Quitting his job at a well-respected hi-tech company in Silicon Valley was one sacrifice Justin made to the larger dream. He was well aware of the higher calling pulling on his soul. Still, he was fraught with anxiety leading up to that day he put in his notice with both of his bosses, only to find they were totally supportive and admired him going after the dream.
He learned a valuable lesson in that: People often don’t react or respond in the way you perceive they may. In this case, his worries were largely unfounded.
For Jacqueline, this step is among the largest, most daring ones she’s taken in her life as she has not lived outside of the San Francisco Bay Area before.

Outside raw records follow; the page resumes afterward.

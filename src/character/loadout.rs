use crate::core::constants::{
    CRITICAL_OVERLOAD_MULTIPLIER, OVERLOAD_ARTIFACT_MULTIPLIER, OVERLOAD_CRYSTAL_MULTIPLIER,
    OVERLOAD_SCRAP_MULTIPLIER, PASSIVE_BASE_POWER, PASSIVE_POWER_PER_ARMOR,
    PASSIVE_POWER_PER_ENGINE, PASSIVE_POWER_PER_SCANNER, PASSIVE_SCORE_DIVISOR, SECONDS_PER_HOUR,
};
use serde::{Deserialize, Serialize};

/// The parts of a character's weekly run that feed boss damage.
#[derive(Debug, Clone, Default, PartialEq, Eq, Serialize, Deserialize)]
pub struct Loadout {
    pub character_id: String,
    pub armor_level: u32,
    pub engine_level: u32,
    pub scanner_level: u32,
    pub score: u64,
    pub scrap: u64,
    pub crystal: u64,
    pub artifact: u64,
    /// Perk that boosts OVERLOAD by half.
    pub critical_overload: bool,
}

impl Loadout {
    pub fn new(character_id: impl Into<String>) -> Self {
        Self {
            character_id: character_id.into(),
            ..Self::default()
        }
    }

    /// Passive boss damage per hour in the fight.
    pub fn passive_power_per_hour(&self) -> f64 {
        PASSIVE_BASE_POWER
            + self.armor_level as f64 * PASSIVE_POWER_PER_ARMOR
            + self.engine_level as f64 * PASSIVE_POWER_PER_ENGINE
            + self.scanner_level as f64 * PASSIVE_POWER_PER_SCANNER
            + self.score as f64 / PASSIVE_SCORE_DIVISOR
    }

    pub fn passive_rate_per_sec(&self) -> f64 {
        self.passive_power_per_hour() / SECONDS_PER_HOUR
    }

    /// OVERLOAD damage: every resource burned at once.
    pub fn overload_damage(&self) -> u64 {
        // Saturates rather than wrapping on absurd inventories
        let raw = self
            .scrap
            .saturating_mul(OVERLOAD_SCRAP_MULTIPLIER)
            .saturating_add(self.crystal.saturating_mul(OVERLOAD_CRYSTAL_MULTIPLIER))
            .saturating_add(self.artifact.saturating_mul(OVERLOAD_ARTIFACT_MULTIPLIER));
        if self.critical_overload {
            // Float to int casts saturate at u64::MAX
            (raw as f64 * CRITICAL_OVERLOAD_MULTIPLIER).floor() as u64
        } else {
            raw
        }
    }
}
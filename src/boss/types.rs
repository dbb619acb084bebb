//! Boss and participant records plus the snapshots handed to callers.

use serde::{Deserialize, Serialize};
use uuid::Uuid;

pub type BossId = Uuid;

/// One world boss per epoch.
#[derive(Debug, Clone, PartialEq, Eq, Serialize, Deserialize)]
pub struct Boss {
    pub id: BossId,
    pub name: String,
    pub epoch_start_ms: i64,
    pub max_health: u64,
    /// Never increases; floor 0.
    pub current_health: u64,
    pub spawned_at_ms: i64,
    /// Set exactly once, in the same step that brings health to 0.
    pub resolved: bool,
    pub resolved_at_ms: Option<i64>,
}

impl Boss {
    pub fn new(name: &str, epoch_start_ms: i64, max_health: u64, now_ms: i64) -> Self {
        Self {
            id: Uuid::new_v4(),
            name: name.to_string(),
            epoch_start_ms,
            max_health,
            current_health: max_health,
            spawned_at_ms: now_ms,
            resolved: false,
            resolved_at_ms: None,
        }
    }

    pub fn is_active(&self) -> bool {
        !self.resolved
    }

    /// Damage credited so far.
    pub fn depleted(&self) -> u64 {
        self.max_health.saturating_sub(self.current_health)
    }

    /// Remaining health as a fraction of max health (0.0 to 1.0).
    pub fn health_ratio(&self) -> f64 {
        if self.max_health == 0 {
            return 0.0;
        }
        self.current_health as f64 / self.max_health as f64
    }
}

/// Lifecycle stage of a boss.
#[derive(Debug, Clone, Copy, PartialEq, Eq, Serialize, Deserialize)]
pub enum BossPhase {
    Active,
    Resolved,
}

/// A wallet's standing in one boss fight.
#[derive(Debug, Clone, PartialEq, Serialize, Deserialize)]
pub struct Participant {
    pub wallet: String,
    pub character_id: String,
    /// `passive_damage + burst_damage`; never decreases.
    pub total_damage: u64,
    pub passive_damage: u64,
    pub burst_damage: u64,
    /// Passive accrual watermark.
    pub last_tick_at_ms: i64,
    /// Last time this wallet touched the boss itself.
    pub last_seen_at_ms: i64,
    /// Time passive accrual was suspended because the wallet was away,
    /// recoverable (up to a cap) through the reconnect protocol.
    pub offline_backlog_ms: i64,
    /// Sub-unit passive damage not yet credited, in [0, 1).
    pub fractional_carry: f64,
    pub overload_used: bool,
    pub reconnect_used: bool,
    pub joined_at_ms: i64,
}

impl Participant {
    pub fn new(wallet: &str, character_id: &str, now_ms: i64) -> Self {
        Self {
            wallet: wallet.to_string(),
            character_id: character_id.to_string(),
            total_damage: 0,
            passive_damage: 0,
            burst_damage: 0,
            last_tick_at_ms: now_ms,
            last_seen_at_ms: now_ms,
            offline_backlog_ms: 0,
            fractional_carry: 0.0,
            overload_used: false,
            reconnect_used: false,
            joined_at_ms: now_ms,
        }
    }
}

/// How credited damage is attributed on the participant record.
#[derive(Debug, Clone, Copy, PartialEq, Eq)]
pub enum DamageSource {
    Passive,
    Burst,
}

/// Outcome of a single `apply_damage` call.
#[derive(Debug, Clone, Copy, PartialEq, Eq, Serialize, Deserialize)]
pub struct DamageReceipt {
    pub requested: u64,
    /// Amount actually credited after clamping to remaining health.
    pub credited: u64,
    pub participant_total: u64,
    pub boss_health: u64,
    /// This call is the one that brought the boss to 0.
    pub resolved_boss: bool,
}

/// Read-only view of a boss returned by status calls.
#[derive(Debug, Clone, PartialEq, Serialize, Deserialize)]
pub struct BossStatus {
    pub boss: Boss,
    pub phase: BossPhase,
    pub participant_count: usize,
    pub total_damage: u64,
    pub participant: Option<Participant>,
    /// Caller's share of max health, when a wallet was supplied and joined.
    pub contribution_fraction: Option<f64>,
}

#[derive(Debug, Clone, PartialEq, Serialize, Deserialize)]
pub struct OverloadReceipt {
    pub boss_id: BossId,
    pub burst_damage: u64,
    pub damage: DamageReceipt,
}

#[derive(Debug, Clone, PartialEq, Serialize, Deserialize)]
pub struct ReconnectReceipt {
    pub boss_id: BossId,
    /// Offline time actually compensated (after the cap).
    pub recovered_ms: i64,
    pub backlog_ms: i64,
    pub damage: DamageReceipt,
}
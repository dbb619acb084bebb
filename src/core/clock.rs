//! Time sources for the engine.
//!
//! Production code reads the wall clock; tests and the simulator drive a
//! manual clock so elapsed-time accrual is reproducible.

use chrono::{DateTime, Duration, TimeZone, Utc};
use std::sync::atomic::{AtomicI64, Ordering};

/// Source of "now" for every engine operation.
pub trait Clock: Send + Sync {
    fn now(&self) -> DateTime<Utc>;

    fn now_ms(&self) -> i64 {
        self.now().timestamp_millis()
    }
}

/// Wall-clock time.
#[derive(Debug, Default, Clone, Copy)]
pub struct SystemClock;

impl Clock for SystemClock {
    fn now(&self) -> DateTime<Utc> {
        Utc::now()
    }
}

/// A clock that only moves when told to.
#[derive(Debug)]
pub struct ManualClock {
    millis: AtomicI64,
}

impl ManualClock {
    pub fn new(start: DateTime<Utc>) -> Self {
        Self {
            millis: AtomicI64::new(start.timestamp_millis()),
        }
    }

    /// Clock starting at the given UTC calendar time.
    pub fn at_utc(year: i32, month: u32, day: u32, hour: u32) -> Self {
        let start = Utc
            .with_ymd_and_hms(year, month, day, hour, 0, 0)
            .single()
            .unwrap_or_else(Utc::now);
        Self::new(start)
    }

    pub fn advance(&self, by: Duration) {
        self.millis.fetch_add(by.num_milliseconds(), Ordering::SeqCst);
    }

    pub fn advance_secs(&self, secs: i64) {
        self.advance(Duration::seconds(secs));
    }

    pub fn set(&self, to: DateTime<Utc>) {
        self.millis.store(to.timestamp_millis(), Ordering::SeqCst);
    }
}

impl Clock for ManualClock {
    fn now(&self) -> DateTime<Utc> {
        let ms = self.millis.load(Ordering::SeqCst);
        Utc.timestamp_millis_opt(ms).single().unwrap_or_default()
    }

    fn now_ms(&self) -> i64 {
        self.millis.load(Ordering::SeqCst)
    }
}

Plus, she is extremely close to her family and especially her younger sister and only sibling.
The step to fulfill this dream was not without challenges and doubts. "Is this really the right move for us?" "How will it be to live so far from those we love?" "What if things are not the way we envisioned, moving overseas like this?" All of these questions and more arose in the process.
Bittersweet moment ... new season!
Still, they took the leap. The time had come for this sweet couple, just under two years wed, to strike out on their own. And we were all at the airport saying our goodbyes. A bittersweet moment.
As a mom, moments like these are filled with a whirlwind of emotions. There is that son, the one who came from my own womb, staking out new territory. I am all about my children exploring the world, learning about other cultures, getting higher education, following their dreams.
A mama’s heart must be brave and strong. It must endure the moments when children disregard you, when they rebel, when they choose to follow a life very different from what you’ve imagined for them. And then you discover, it’s precisely imagining what their life is to be that becomes the stumbling block in parenting. For when we let go and allow our children to be enfolded in the arms of something – Someone – higher, they grow and so do we.
Someone has said motherhood, or parenting in general, is about the process of letting go from the moment the little one pokes his or her head into your world.
And yet, those heart strings are strong and enduring. Your child remains a part of you, and you of him/her. Always. The process of becoming for both continues on, whether nearby or halfway around the world.
We bade them goodbye. But, in reality, it’s more a hello into a different season of growth and discovery.